Commercial real estate (CRE) investment volumes increased in Germany and Central Eastern Europe (CEE) in H1 2020, despite the effects of Covid-19 in Q2, according to Savills latest European Investment Spotlight
Data from the international real estate advisor shows that Germany was the most resilient country recording a rise of 31% in investment transactions compared to the first six months of 2019 which, in terms of volume, translates to €10bn additional investment.
Other countries reporting CRE investment turnover growth include Luxembourg (173.1%), Portugal (42.2%), Czech R. (11.2%), Poland (4.6%) and Romania (3.2%).
At the other end of the spectrum, Ireland (-44.5%), Norway (-38%) and Italy (-29.5%) underwent the strongest investment drops.
“As expected, due to lockdown restrictions, the volume of non-domestic capital reaching the European real estate market decreased. Nevertheless, in recent months we have seen increasing activity from investment managers and a rising number of joint venture acquisitions or entity deals enabling international funds to invest abroad. Additionally, whilst Asian investment activity into Europe has been rather muted, American funds which often have a footprint in Europe remain active,” said Oli Fraser Looen, Joint-Head of Regional Investment Advisory EMEA, Savills.
Savills report also details its top investment picks for the remainder of the year, which include:
In the first half of the year, multifamily investment totalled €20.2bn, this is 32% above last year’s H1. Germany was once again the largest market capturing 62% of the total with nearly €12.5bn of transactions. The sector accounted for 17% of the overall H1 European volume and this proportion goes up to 20% looking at Q2 figures. Multifamily is a long and secured income-producing asset, which offers diversification as its fundamentals are driven by structural factors. Savills expects investors’ allocation for the sector will continue to rise for the next 12 months.
Retail and logistics (opportunistic retail)
Logistics investment totalled €13.3bn in Europe during the first half of the year compared to €14.5bn in the same period last year, reflecting an annual decrease of 8%. During the lockdown period, distribution activities became more crucial than ever and benefited from the compelling shift to online retail.

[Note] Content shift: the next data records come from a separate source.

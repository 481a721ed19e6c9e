//! Database schema definitions
//!
//! The table layout is shared with the ranking tools that read the graph, so
//! column names and types stay stable.

/// SQL schema for the database
pub const SCHEMA_SQL: &str = r#"
-- Every discovered URL; content/error record the fetch outcome
CREATE TABLE IF NOT EXISTS Pages (
    id INTEGER PRIMARY KEY,
    url TEXT UNIQUE,
    content BLOB,
    error INTEGER,
    old_rank REAL DEFAULT 1.0,
    new_rank REAL DEFAULT 1.0
);

-- Directed edges of the page graph
CREATE TABLE IF NOT EXISTS Links (
    from_id INTEGER,
    to_id INTEGER
);

CREATE INDEX IF NOT EXISTS idx_links_from ON Links(from_id);
CREATE INDEX IF NOT EXISTS idx_links_to ON Links(to_id);

-- Registered scope prefixes
CREATE TABLE IF NOT EXISTS Webs (url TEXT UNIQUE);
"#;

/// Connection-local claim table
///
/// TEMP tables vanish with the connection, so a page claimed by a worker
/// that never finished is pending again after a restart.
pub const CLAIMS_SQL: &str = r#"
CREATE TEMP TABLE IF NOT EXISTS Claims (
    page_id INTEGER PRIMARY KEY
);
"#;

/// Initializes the database schema
///
/// # Arguments
///
/// * `conn` - The database connection
///
/// # Returns
///
/// * `Ok(())` - Schema initialized successfully
/// * `Err(rusqlite::Error)` - Failed to initialize schema
pub fn initialize_schema(conn: &rusqlite::Connection) -> Result<(), rusqlite::Error> {
    conn.execute_batch(SCHEMA_SQL)?;
    conn.execute_batch(CLAIMS_SQL)?;
    Ok(())
}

European Retail investment volume reached €18.3bn, up 1% on H1 last year. Hence the sector accounted for 15% of the overall volume, in line with the 5-year trend. Increased retail activity was particularly noticeable in Germany, France, Spain and Sweden. The retail investment was fuelled by large portfolio deals including notably the sale of five shopping centres in France by Unibail-Rodamco-Westfield for €1.1bn. The grocery segment caught most of the retail investors’ attention as food retailers have remained resilient during COVID-19.

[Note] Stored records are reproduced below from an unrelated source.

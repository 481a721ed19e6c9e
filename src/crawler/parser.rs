//! HTML anchor extraction
//!
//! The engine only needs the raw `href` values of a page, in document
//! order. Resolution, filtering and scoping happen later in the URL module.

use scraper::{Html, Selector};

/// Extracts raw link targets from fetched page content
pub trait AnchorExtractor: Send + Sync {
    /// Returns the `href` values of all anchors, in document order
    ///
    /// Anchors without an `href` attribute are skipped.
    fn extract_hrefs(&self, html: &[u8]) -> Vec<String>;
}

/// [`AnchorExtractor`] backed by the `scraper` HTML parser
#[derive(Debug, Clone, Copy, Default)]
pub struct HtmlAnchorExtractor;

impl AnchorExtractor for HtmlAnchorExtractor {
    fn extract_hrefs(&self, html: &[u8]) -> Vec<String> {
        extract_hrefs(&String::from_utf8_lossy(html))
    }
}

/// Extracts the raw `href` of every `<a>` element in the document
///
/// # Example
///
/// ```
/// use link_spider::crawler::extract_hrefs;
///
/// let html = r#"<html><body><a href="/page">Link</a><a name="top"></a></body></html>"#;
/// assert_eq!(extract_hrefs(html), vec!["/page".to_string()]);
/// ```
pub fn extract_hrefs(html: &str) -> Vec<String> {
    let document = Html::parse_document(html);

    let Ok(selector) = Selector::parse("a[href]") else {
        return Vec::new();
    };

    document
        .select(&selector)
        .filter_map(|element| element.value().attr("href"))
        .map(str::to_string)
        .collect()
}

European office investment volumes reached €39.3bn during H1 2020, down 15% on H1 last year. The sector remains the predominant asset class, accounting for 33% of the total volume compared to 39% in H1 last year.
Despite the rising concerns around the sector brought by COVID-19, during which home working was widely adopted, with varying degrees of success, Savills research points to offices remaining the predominant workplace. Various surveys suggest a consensus amongst both employers and employees of the need for a workplace in the office, at least for part-time if not full time depending on the business sectors and job positions. Undoubtedly, COVID-19 is having profound impacts on businesses around the world but it seems that our need for office space will evolve rather than end.
“We saw steady yields across most asset classes; offices were 3.73% on average across Europe and 15bps below Q1 2019, multifamily yields also remained steady on a quarterly basis at 3.35% on average and prime industrial yields also remained stable quarter on quarter at 4.58% (-2bps) and 37bps below last year’s level,” added Lydia Brissy, Director in the European Research team.
“What we can expect to see over the next few months is a stabilisation in most markets, after a significant inward yield shift trend over the past five years. Despite the growing investor appetite for the sector, we anticipate prime achievable yields to stand still until the end of the year due to muted rental growth anticipated in most European markets.”